# Is boiling as a good as beetles for Euro mounts?



## GrooGrux (Jun 3, 2009)

Boiling isn't near as good as beetles IMO. It is understandable that all taxidermist can't have beetles around their shop...but if you getting a euro done, I would search for someone with beetles. Boiling can crack & weaken the skull. Good Luck.


----------



## GreySquirrel (Aug 12, 2009)

Thanks for the tip! I'll find someone who has beetes. Now I just need to find a good taxidermist around Ann Arbor/ Metro Detroit.


----------



## winmagfrog (Aug 17, 2009)

Definitely go with Beetles. I have done both methods and while the difference may not be evident right away, you will more than likely see a difference over the course of a few years. When the skull is boiled it makes the oils and greases embed deep into the bone. De-greasing is by far the hardest part of making a Euro Mount. After a year or two the greases start leaching to the surface of the bone and show up as ugly yellow spots. Going back and trying to degrease again at that point is even more difficult. With beetles, nothing is cooked into the bone to leach out later. The end result is a much cleaner product, completely de-greased and it will stay porcelain white for much longer.
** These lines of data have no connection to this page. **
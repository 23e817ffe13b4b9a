//! Line-oriented tokenizer for install scripts.

use super::ScriptError;

/// Kind of a script token.
#[derive(Debug, Clone, Copy, PartialEq, Eq)]
pub enum TokenKind {
    /// `{`
    BlockStart,
    /// `}`
    BlockEnd,
    /// `//` up to the end of the line.
    Comment,
    /// Quoted string, or a run of non-blank characters.
    Value,
    WhiteSpace,
    /// Synthetic token closing every source line.
    NewLine,
}

/// A token with its 0-based position in the source.
#[derive(Debug, Clone, PartialEq, Eq)]
pub struct Token {
    pub kind: TokenKind,
    pub line: usize,
    pub column: usize,
    /// Raw text; quoted values keep their quotes.
    pub text: String,
}

impl Token {
    fn new(kind: TokenKind, line: usize, column: usize, chars: &[char]) -> Self {
        Self {
            kind,
            line,
            column,
            text: chars.iter().collect(),
        }
    }

    /// Text of a value token without surrounding quotes.
    pub fn value_text(&self) -> &str {
        let text = self.text.as_str();
        if text.len() >= 2 && text.starts_with('"') && text.ends_with('"') {
            &text[1..text.len() - 1]
        } else {
            text
        }
    }
}

fn is_special(c: char) -> bool {
    matches!(c, '{' | '}' | '"')
}

/// Splits `source` into tokens. `file` names the script in syntax errors.
pub fn tokenize(file: &str, source: &str) -> Result<Vec<Token>, ScriptError> {
    let mut tokens = Vec::new();

    for (line_index, line) in source.lines().enumerate() {
        let chars: Vec<char> = line.chars().collect();
        let mut j = 0;

        while j < chars.len() {
            let c = chars[j];
            let start = j;

            let kind = if c == '{' {
                j += 1;
                TokenKind::BlockStart
            } else if c == '}' {
                j += 1;
                TokenKind::BlockEnd
            } else if c == '/' && chars.get(j + 1) == Some(&'/') {
                j = chars.len();
                TokenKind::Comment
            } else if c == '"' {
                let mut end = j + 1;
                while end < chars.len() {
                    if chars[end] == '\\' {
                        end += 2;
                    } else if chars[end] == '"' {
                        break;
                    } else {
                        end += 1;
                    }
                }
                if end >= chars.len() {
                    return Err(ScriptError::Syntax {
                        file: file.to_string(),
                        line: line_index + 1,
                        column: start + 1,
                        message: "unexpected end of token".to_string(),
                    });
                }
                j = end + 1;
                TokenKind::Value
            } else if c.is_whitespace() {
                while j < chars.len() && chars[j].is_whitespace() {
                    j += 1;
                }
                TokenKind::WhiteSpace
            } else {
                while j < chars.len()
                    && !chars[j].is_whitespace()
                    && !is_special(chars[j])
                    && !(chars[j] == '/' && chars.get(j + 1) == Some(&'/'))
                {
                    j += 1;
                }
                TokenKind::Value
            };

            tokens.push(Token::new(kind, line_index, start, &chars[start..j]));
        }

        tokens.push(Token {
            kind: TokenKind::NewLine,
            line: line_index,
            column: chars.len(),
            text: String::new(),
        });
    }

    Ok(tokens)
}

#[cfg(test)]
mod tests {
    use super::*;

    fn kinds(tokens: &[Token]) -> Vec<TokenKind> {
        tokens.iter().map(|t| t.kind).collect()
    }

    #[test]
    fn test_tokenize_line() {
        let tokens = tokenize("s.vdf", "\"Key\" { // note").unwrap();
        assert_eq!(
            kinds(&tokens),
            vec![
                TokenKind::Value,
                TokenKind::WhiteSpace,
                TokenKind::BlockStart,
                TokenKind::WhiteSpace,
                TokenKind::Comment,
                TokenKind::NewLine,
            ]
        );
        assert_eq!(tokens[0].value_text(), "Key");
        assert_eq!(tokens[4].text, "// note");
        assert_eq!(tokens[2].column, 6);
    }

    #[test]
    fn test_escaped_quote_does_not_end_value() {
        let tokens = tokenize("s.vdf", r#""say \"hi\"" "c:\\dir\\""#).unwrap();
        assert_eq!(tokens[0].value_text(), r#"say \"hi\""#);
        assert_eq!(tokens[2].value_text(), r#"c:\\dir\\"#);
    }

    #[test]
    fn test_unterminated_value() {
        let err = tokenize("setup.vdf", "\"ok\"\n   \"broken").unwrap_err();
        match err {
            ScriptError::Syntax {
                file, line, column, ..
            } => {
                assert_eq!(file, "setup.vdf");
                assert_eq!(line, 2);
                assert_eq!(column, 4);
            }
            other => panic!("unexpected error {other:?}"),
        }
    }

    #[test]
    fn test_trailing_escape_is_unterminated() {
        assert!(tokenize("s.vdf", r#""abc\""#).is_err());
    }

    #[test]
    fn test_bare_words_are_values() {
        let tokens = tokenize("s.vdf", "InstallScript{x}").unwrap();
        assert_eq!(
            kinds(&tokens),
            vec![
                TokenKind::Value,
                TokenKind::BlockStart,
                TokenKind::Value,
                TokenKind::BlockEnd,
                TokenKind::NewLine,
            ]
        );
        assert_eq!(tokens[0].text, "InstallScript");
    }

    #[test]
    fn test_newline_per_line() {
        let tokens = tokenize("s.vdf", "\n\n{\n").unwrap();
        let newlines = tokens.iter().filter(|t| t.kind == TokenKind::NewLine).count();
        assert_eq!(newlines, 3);
    }
}
//! Languages command - list the installable languages of an application.

use clap::Args;

use super::common::{find_application, DepotArgs};
use crate::error::CliError;
use crate::runner::CliRunner;

/// Arguments for the languages command.
#[derive(Debug, Args)]
pub struct LanguagesArgs {
    /// Application name or id
    pub app: String,

    #[command(flatten)]
    pub depots: DepotArgs,
}

/// Run the languages command.
pub fn run(runner: &CliRunner, args: LanguagesArgs) -> Result<(), CliError> {
    let catalog = runner.load_catalog(&args.depots)?;
    let app = find_application(&catalog, &args.app)?;

    let languages = catalog.installable_languages(app.name());
    if languages.is_empty() {
        println!("{} has no installable language.", app.name());
        return Ok(());
    }

    for language in languages {
        println!("{}", language);
    }
    Ok(())
}
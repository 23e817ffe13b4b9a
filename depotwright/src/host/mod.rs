//! Collaborators of the machine the installer runs on.
//!
//! Install scripts touch three host facilities: special folders for
//! placeholder substitution, the registry, and process launching. Each one is
//! a trait so the install pipeline can run against in-memory doubles.

mod environment;
mod process;
mod registry;

use std::path::PathBuf;
use std::sync::Arc;

use thiserror::Error;

pub use environment::{FixedEnvironment, HostEnvironment, SpecialFolder, SystemEnvironment};
pub use process::{ProcessHandle, ProcessLauncher, SystemProcessLauncher};
pub use registry::{
    FileRegistry, Hive, MemoryRegistry, Registry, RegistryKey, RegistryValue, RegistryView,
};

/// Errors raised by host collaborators.
#[derive(Debug, Error)]
pub enum HostError {
    #[error("unknown registry hive in key {0}")]
    UnknownHive(String),

    #[error("failed to access {path}: {source}")]
    Io {
        path: PathBuf,
        #[source]
        source: std::io::Error,
    },

    #[error("failed to start {image}: {source}")]
    Spawn {
        image: PathBuf,
        #[source]
        source: std::io::Error,
    },

    #[error("invalid registry file {path}: {message}")]
    Storage { path: PathBuf, message: String },
}

/// The set of host collaborators handed to the install service.
#[derive(Clone)]
pub struct Host {
    pub registry: Arc<dyn Registry>,
    pub processes: Arc<dyn ProcessLauncher>,
    pub environment: Arc<dyn HostEnvironment>,
}

impl Host {
    pub fn new(
        registry: Arc<dyn Registry>,
        processes: Arc<dyn ProcessLauncher>,
        environment: Arc<dyn HostEnvironment>,
    ) -> Self {
        Self {
            registry,
            processes,
            environment,
        }
    }

    /// Real processes and folders, with the registry persisted at
    /// `registry_file`.
    pub fn system(registry_file: impl Into<PathBuf>) -> Result<Self, HostError> {
        Ok(Self::new(
            Arc::new(FileRegistry::open(registry_file)?),
            Arc::new(SystemProcessLauncher),
            Arc::new(SystemEnvironment),
        ))
    }
}

impl std::fmt::Debug for Host {
    fn fmt(&self, f: &mut std::fmt::Formatter<'_>) -> std::fmt::Result {
        f.debug_struct("Host").finish_non_exhaustive()
    }
}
Check out Taxidermy.net to find a taxidermist near you. Or you may read up in the how to section and decide to do the Euro yourself. Maceration is another great technique you may consider.


----------



## bigbuckdn (Sep 19, 2007)

just talk to your guy if you like him he can send it out to get beetled mine does if he wants your buisness he will do it if not then look arround


----------



## bullelk1 (May 10, 2007)

Beetles do an amazing job, as these guys have stated. I did a bear skull a few years ago. Turned out great.


----------



## rootdoc (Jul 11, 2004)

the past 3 bucks i did were done by the boiling method. The only plus i have seen is that it is done fairly quick. Now this may not be the norm but when they boiled my skull the antlers lost some of the staining so the taxidermist tried to stain it. :thumbs_do Looked absolutely terrible and i told them. Now i am noticing that they are starting to turn a bit yellow. As a result i now have to take them to my new taxidermist to correct.
So with my bad experience i now have two deer being sent to the beetles. Problem is it will take 3-4 months to get back. So i guess there will not be any skulls to adorn the tables at my annual deer harvest party my wife and i throw for our friends. Pictures will have to suffice.


----------



## Maxtor (Jan 7, 2007)

Here's a question for you guys....

Do you guys think roaches would do the same job as beetles? I'm not talking ur ordinary roach that you find in your house........lol

I'm talking about Dubia Roaches: http://www.nyworms.com/dubiacare.htm (this is not my site)


I have about 8000 of these Dubia Roaches, if not more. I breed them because they are a feeder for Bearded Dragons. I'm thinking these babies could clean the skulls up in no time......


----------



## proskinnertts (Mar 8, 2005)

heres some that Beetles and Bones did for me, he is in nc


----------



## Brad66 (Jun 7, 2008)

I simmer all of mine, if you actually boil them they can weaken. If you keep them at around 150 or so you dont run into that problem. I degrease them for a week or two as needed and then use some bo on them to further whiten them. It is as white as any beetle one Ive ever seen.


----------



## kevinsulikowski (Feb 8, 2005)

*mount*

here are the three ways you can do it in the best order first is beetles then macecration then simmering after you do one of the three you need to degrease then whiten with peroxide from a beauty supply 40 volume cover the horns and brush it on so you donw whiten the horns


----------